Data was taken from Zillow, which takes into account changes in home price as well as the effect of new, higher-quality housing stock on the market, the study says.

Hicks said that the housing barometer “tells Brown County residents that the housing markets are among the few in Indiana that are really going well, with higher values and increasing values over time.”

However, that also means that housing can be out of reach for low-income people. A recent survey showed that 53.1 percent of Brown County residents were of low to moderate income.

The Brown County Redevelopment Commission has been talking about housing, population, school enrollment, taxes and other measures in an effort to better position Brown County to be economically sustainable in the future.

In 2015, a study by the Indiana University Public Policy Institute projected that Brown County’s population would shrink by more than 10 percent by 2050 if no significant changes were made and variables like birth and death rates proceeded on their current path.

Those projections were a worry to county leaders. Discussions have been under way since then about how to attract and retain residents in Brown County — people who can provide a workforce, pay taxes, own property and send their children to local schools.

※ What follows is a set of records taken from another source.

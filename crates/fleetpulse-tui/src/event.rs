//! Terminal input plus the two clocks the dashboard runs on.
//!
//! `Tick` expires toasts and spins the loading throbber, so its period
//! follows the toast duration. `Render` paces redraws. Poll ticks for device
//! refreshes do not come from here; they arrive from the core poll timer.

use std::time::Duration;

use crossterm::event::{Event as CrosstermEvent, EventStream, KeyEvent, KeyEventKind};
use futures::StreamExt;
use tokio::sync::mpsc;
use tokio::time::{Interval, MissedTickBehavior};
use tokio_util::sync::CancellationToken;

const MIN_TICK: Duration = Duration::from_millis(50);
const MAX_TICK: Duration = Duration::from_millis(250);
/// Ticks per toast lifetime; expiry lags by one tick at most.
const TICKS_PER_TOAST: u32 = 14;
const RENDER_PERIOD: Duration = Duration::from_millis(33);

#[derive(Debug, Clone, PartialEq, Eq)]
pub enum Event {
    Key(KeyEvent),
    Resize(u16, u16),
    Tick,
    Render,
}

/// Periods of the `Tick` and `Render` clocks.
#[derive(Debug, Clone, Copy, PartialEq, Eq)]
pub struct EventRates {
    pub tick: Duration,
    pub render: Duration,
}

impl EventRates {
    /// Tick fast enough that a toast outlives its duration by a small
    /// fraction at most, without spinning faster than 20 Hz.
    pub fn for_toasts(toast_duration: Duration) -> Self {
        Self {
            tick: (toast_duration / TICKS_PER_TOAST).clamp(MIN_TICK, MAX_TICK),
            render: RENDER_PERIOD,
        }
    }
}

/// Keep key presses and resizes. Releases, repeats, mouse, focus and paste
/// events are dropped.
fn classify(event: CrosstermEvent) -> Option<Event> {
    match event {
        CrosstermEvent::Key(key) if key.kind == KeyEventKind::Press => Some(Event::Key(key)),
        CrosstermEvent::Resize(w, h) => Some(Event::Resize(w, h)),
        _ => None,
    }
}

fn clock(period: Duration) -> Interval {
    let mut interval = tokio::time::interval(period);
    interval.set_missed_tick_behavior(MissedTickBehavior::Skip);
    interval
}

/// Merges terminal input and both clocks onto one channel, read by the app
/// loop. The reader task ends on `stop`, on drop, or when the terminal
/// stream closes.
pub struct EventReader {
    rx: mpsc::UnboundedReceiver<Event>,
    cancel: CancellationToken,
}

impl EventReader {
    pub fn new(rates: EventRates) -> Self {
        let (tx, rx) = mpsc::unbounded_channel();
        let cancel = CancellationToken::new();
        tokio::spawn(read_events(tx, rates, cancel.clone()));
        Self { rx, cancel }
    }

    pub async fn next(&mut self) -> Option<Event> {
        self.rx.recv().await
    }

    pub fn stop(&self) {
        self.cancel.cancel();
    }
}

impl Drop for EventReader {
    fn drop(&mut self) {
        self.cancel.cancel();
    }
}

async fn read_events(
    tx: mpsc::UnboundedSender<Event>,
    rates: EventRates,
    cancel: CancellationToken,
) {
    let mut terminal = EventStream::new();
    let mut tick = clock(rates.tick);
    let mut render = clock(rates.render);

    loop {
        let event = tokio::select! {
            () = cancel.cancelled() => return,
            _ = tick.tick() => Event::Tick,
            _ = render.tick() => Event::Render,
            input = terminal.next() => match input {
                Some(Ok(raw)) => match classify(raw) {
                    Some(event) => event,
                    None => continue,
                },
                Some(Err(e)) => {
                    tracing::warn!(error = %e, "terminal read failed");
                    continue;
                }
                None => return,
            },
        };

        if tx.send(event).is_err() {
            return;
        }
    }
}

Between 2010 and 2017, Brown County had been averaging a loss of 30 residents per year, IU reported.

This past April, the Indiana Business Research Center at IU reported that Brown County’s population had increased by 1.8 percent between 2017 and 2018 — the fifth-highest population growth among all Indiana counties according to Census population estimates. That translated into an estimated 235 more people living in Brown County. Brown County gained 16.5 “movers” per every 1,000 residents, IU said.

The reasons that people were moving to Brown County weren’t explained in the most recent IU/Census report, as it was based on statistics.

Redevelopment commission President Jim Kemp would like to see “economic development” defined as “the process of attracting people,” because without “human intellectual capital,” a community is “limited in its ability of raising private equity for investment into new businesses,” he wrote in an email to The Democrat.

“So, if we can agree on that basic definition of economic development as people, then we must certainly agree on improving our housing inventory county-wide,” he wrote.